Recently, surface plasmon polaritons (SPPs) in subwavelength structures22 have been attracting tremendous research efforts, as it has multitudinous applications, including extraordinary optical transmission23,24, manipulation of cold atoms25, wavelength filtering26, plasmonic devices27, solar cell energy harvesting28, metamaterials29, and modern molecular sensing and spectroscopy30,31. One of the key properties of SPPs is the capacity to induce non-equilibrium electrons32,33,34,35,36,37,38,39. Since the plasma frequencies of metals are generally located in the visible or ultraviolet ranges of the electromagnetic spectrum, it is not possible to achieve intense SPP in metals in the millimeter and terahertz wave ranges. To overcome this problem, spoof SPPs were proposed40 and realized41 from periodic holes in a metal surface. In addition, SPP can also be excited in some semiconductors42. Highly doped silicon43 and some narrow band gap semiconductors, such as InSb44,45,46,47,48, are excellent plasmonic materials for LWPs, owing to their high electron mobility, low electron density, and small effective mass.

In this work, we propose a strategy for direct detection of LWPs in the millimeter and terahertz wave ranges, based on localized SPP-induced non-equilibrium electrons in an antenna-assisted subwavelength ohmic metal–semiconductor–metal (OMSM) structure. The simulation and experimental results from the antenna-assisted subwavelength OMSM structures made of gold and InSb demonstrate that the proposed structures are indeed able to detect photons in the millimeter and terahertz wave ranges. An NEP of 1.5 × 10−13 W Hz−1/2 is achieved by a device with a spacing of 10 µm under a DC bias current of 3.5 mA for a beam of 0.151 meV photons at room temperature.

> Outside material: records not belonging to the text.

impl NotificationEvent {
    pub fn grade_updated(
        student_id: StudentId,
        student_name: &str,
        assessment_name: &str,
        score: f64,
    ) -> Self {
        Self {
            student_id,
            kind: NotificationType::GradeUpdated,
            title: format!("Grade Updated for {student_name}"),
            message: format!("New grade recorded for {assessment_name}: {score}%"),
            data: json!({
                "student_id": student_id,
                "assessment_name": assessment_name,
                "score": score,
            }),
            email: true,
        }
    }

    /// Emailed only for absences and late arrivals.
    pub fn attendance_marked(
        student_id: StudentId,
        student_name: &str,
        date: NaiveDate,
        status: AttendanceStatus,
    ) -> Self {
        let label = match status {
            AttendanceStatus::Present => "Present",
            AttendanceStatus::Late => "Late",
            AttendanceStatus::Absent => "Absent",
        };
        Self {
            student_id,
            kind: NotificationType::AttendanceMarked,
            title: format!("Attendance Update for {student_name}"),
            message: format!("Attendance marked for {}: {label}", date.format("%B %d, %Y")),
            data: json!({
                "student_id": student_id,
                "date": date,
                "status": status,
            }),
            email: status.is_concerning(),
        }
    }

    pub fn payment_confirmed(
        student_id: StudentId,
        student_name: &str,
        invoice_id: InvoiceId,
        amount: f64,
        balance: f64,
        currency: &str,
    ) -> Self {
        Self {
            student_id,
            kind: NotificationType::FeePaymentConfirmed,
            title: format!("Fee Payment Confirmed for {student_name}"),
            message: format!(
                "Payment of {} received. Outstanding balance: {}",
                money(currency, amount),
                money(currency, balance)
            ),
            data: json!({
                "student_id": student_id,
                "invoice_id": invoice_id,
                "amount": amount,
                "balance": balance,
            }),
            email: true,
        }
    }

    pub fn fee_reminder(
        student_id: StudentId,
        student_name: &str,
        invoice_id: InvoiceId,
        term: &str,
        amount_due: f64,
        due_date: NaiveDate,
        currency: &str,
    ) -> Self {
        Self {
            student_id,
            kind: NotificationType::FeeReminder,
            title: format!("Fee Payment Reminder for {student_name}"),
            message: format!(
                "Payment of {} for {term} is due on {due_date}. Please make payment to avoid late fees.",
                money(currency, amount_due)
            ),
            data: json!({
                "student_id": student_id,
                "invoice_id": invoice_id,
                "term": term,
                "amount_due": amount_due,
                "due_date": due_date,
            }),
            email: true,
        }
    }

    #[allow(clippy::too_many_arguments)]
    pub fn fee_overdue(
        student_id: StudentId,
        student_name: &str,
        invoice_id: InvoiceId,
        term: &str,
        total_due: f64,
        days_overdue: i64,
        due_date: Option<NaiveDate>,
        currency: &str,
    ) -> Self {
        Self {
            student_id,
            kind: NotificationType::FeeReminder,
            title: format!("Overdue Fee Payment for {student_name}"),
            message: format!(
                "Payment of {} for {term} is {days_overdue} days overdue. Please make immediate payment to avoid additional penalties.",
                money(currency, total_due)
            ),
            data: json!({
                "student_id": student_id,
                "invoice_id": invoice_id,
                "term": term,
                "amount_due": total_due,
                "days_overdue": days_overdue,
                "due_date": due_date,
            }),
            email: true,
        }
    }

    pub fn monthly_statement(
        student_id: StudentId,
        student_name: &str,
        month: &str,
        invoiced: f64,
        outstanding: f64,
        currency: &str,
    ) -> Self {
        Self {
            student_id,
            kind: NotificationType::FeeReminder,
            title: format!("Fee Statement for {student_name} ({month})"),
            message: format!(
                "Invoiced in {month}: {}. Outstanding including late fees: {}.",
                money(currency, invoiced),
                money(currency, outstanding)
            ),
            data: json!({
                "student_id": student_id,
                "month": month,
                "invoiced": invoiced,
                "outstanding": outstanding,
            }),
            email: true,
        }
    }

    /// Staff-authored notice; every linked guardian may receive it.
    pub fn announcement(student_id: StudentId, title: &str, message: &str, email: bool) -> Self {
        Self {
            student_id,
            kind: NotificationType::GeneralAnnouncement,
            title: title.to_string(),
            message: message.to_string(),
            data: json!({ "student_id": student_id }),
            email,
        }
    }

    /// Emailed only for major and critical cases.
    pub fn disciplinary_case(
        student_id: StudentId,
        case_id: CaseId,
        category: &str,
        severity: &str,
        description: Option<&str>,
    ) -> Self {
        Self {
            student_id,
            kind: NotificationType::DisciplinaryCase,
            title: format!("Disciplinary Case: {category}"),
            message: format!(
                "A new {} disciplinary case has been registered for your child: {}",
                severity.to_lowercase(),
                description.unwrap_or("No description provided")
            ),
            data: json!({
                "student_id": student_id,
                "case_id": case_id,
                "category": category,
                "severity": severity,
            }),
            email: is_high_severity(severity),
        }
    }

    pub fn disciplinary_case_updated(
        student_id: StudentId,
        case_id: CaseId,
        category: &str,
        severity: &str,
        status: CaseStatus,
        description: Option<&str>,
    ) -> Self {
        Self {
            student_id,
            kind: NotificationType::DisciplinaryCase,
            title: format!("Disciplinary Case Updated: {category}"),
            message: format!(
                "The disciplinary case for your child has been updated to {status}: {}",
                description.unwrap_or("No description provided")
            ),
            data: json!({
                "student_id": student_id,
                "case_id": case_id,
                "category": category,
                "severity": severity,
                "status": status,
            }),
            email: is_high_severity(severity),
        }
    }
}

The experimental results also indicate that the detection performance can be further improved by optimizing the structure and/or decreasing the operating temperature.

Results

Design of subwavelength OMSM structures

Figure 1a shows the schematic of the proposed antenna-assisted subwavelength OMSM structure, in which the length L of the semiconductor and the spacing s between the two metallic contacts are much less than the wavelength λ of incident waves to be detected. Under transverse magnetic (TM) polarized illumination, the planar dipole antenna efficiently couples photons into the structure, and localized SPPs are excited by the coupled photons within the semiconductor, especially near the semiconductor–metal interfaces on the top facet. The SPPs then induce non-equilibrium electrons by transferring energy to electrons in the semiconductor. With zero bias, the SPP-induced non-equilibrium electrons have a symmetric distribution (Fig. 1b). However, when a bias is applied to the OMSM structure (Fig. 1c), the SPP-induced electrons will flow through the semiconductor, leading to a photocurrent. To allow excitation of localized SPPs in the millimeter and terahertz wave ranges, the semiconductor must have a low plasma frequency (usually with negative permittivity) near the frequency of incident waves, and it should possess high electron mobility to enable fast transit of the SPP-induced non-equilibrium electrons.

Fig. 1
figure 1

Antenna-assisted subwavelength OMSM structure for millimeter and terahertz waves detection with gold and InSb as metal and semiconductor. a Schematic of the ohmic metal–semiconductor–metal (OMSM) structure in the center of the antenna-assisted OMSM structure (not drawn to scale). The wavelength of the incident photons λ is much longer than the length of the semiconductor L to meet the subwavelength requirement. s is the spacing between the edges of the two ohmic contacts. W and t are the width and thickness of the semiconductor layer, respectively. The inset is a false-colored SEM image of the fabricated device, a planar Au dipole antenna. The scale bar is 1 mm. b Zero bias case: symmetry prevents a photocurrent. c Biased case: The unidirectional movement of non-equilibrium electrons forms the photocurrent. M and S in b and c represent metal and semiconductor, respectively

We selected InSb as the semiconductor in the OMSM structure as it meets all the requirements. InSb is a well-known III–V semiconductor that is commonly used as an interband transition-based photodetecting material in the infrared range49 and in low-temperature thermal hot-electron bolometers based on intraband free electron absorption50. The InSb layer used in our experiments has a band gap of 180 meV (Supplementary Fig. 1) and an electron mobility of 5.6 × 104 cm2 V−1 s−1 at room temperature (Supplementary Fig. 2). The plasma frequency of InSb (see Methods and Supplementary Fig. 3) is near 4 THz, corresponding to 16.5 meV, which is in the terahertz wave range. The planar antenna depicted in Fig. 1a is made of gold and is configured as a half-wave dipole. The structure is fabricated on a sapphire substrate.

Simulations

To gain insight into the excitation of localized SPPs in the proposed structure, we first did numerical simulations using the finite element method (Comsol, RF module). In the millimeter and terahertz wave ranges, the free electrons in the conduction band of InSb behave as a classic solid-state plasma, and the complex dielectric constant is given by Drude model51,52. Gold can be regarded as a perfect conductor in the frequency range of interest. The complex dielectric constant of the sapphire substrate was taken from published data53.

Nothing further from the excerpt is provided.